- YOUR GOAL -
After finding the line containing "let (tx, rx)" below, please output that line and each following one through the line containing "let mut delivered = 0;", exactly as written.

Collected data:
######

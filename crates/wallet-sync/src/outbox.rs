//! Fan out of messages to the connected wallet pages

use futures::channel::mpsc::{Receiver, Sender, channel};
use parking_lot::Mutex;
use std::sync::Arc;
use wallet_sync_core::command::ServerMessage;

/// Messages buffered per subscriber before new ones are dropped for it
pub const OUTBOX_BUFFER: usize = 64;

/// Delivers outbound messages to every subscribed connection.
#[derive(Clone, Debug, Default)]
pub struct Outbox {
    listeners: Arc<Mutex<Vec<Sender<ServerMessage>>>>,
}

// === impl Outbox ===

impl Outbox {
    /// Returns a stream of all messages sent from now on.
    pub fn subscribe(&self) -> Receiver<ServerMessage> {
        let (tx, rx) = channel(OUTBOX_BUFFER);
        self.listeners.lock().push(tx);
        rx
    }

    /// Sends the message to all live subscribers and returns how many received it.
    ///
    /// A subscriber with a full buffer misses the message, closed subscribers are removed.
    pub fn send(&self, msg: ServerMessage) -> usize {
        let mut delivered = 0;
        self.listeners.lock().retain_mut(|listener| match listener.try_send(msg.clone()) {
            Ok(()) => {
                delivered += 1;
                true
            }
            Err(err) if err.is_full() => {
                warn!(target: "sync::outbox", "subscriber is not keeping up, dropping message");
                true
            }
            Err(_) => false,
        });
        delivered
    }
}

######

- THE ANSWER -
        let (tx, rx) = channel(OUTBOX_BUFFER);
        self.listeners.lock().push(tx);
        rx
    }

    /// Sends the message to all live subscribers and returns how many received it.
    ///
    /// A subscriber with a full buffer misses the message, closed subscribers are removed.
    pub fn send(&self, msg: ServerMessage) -> usize {
        let mut delivered = 0;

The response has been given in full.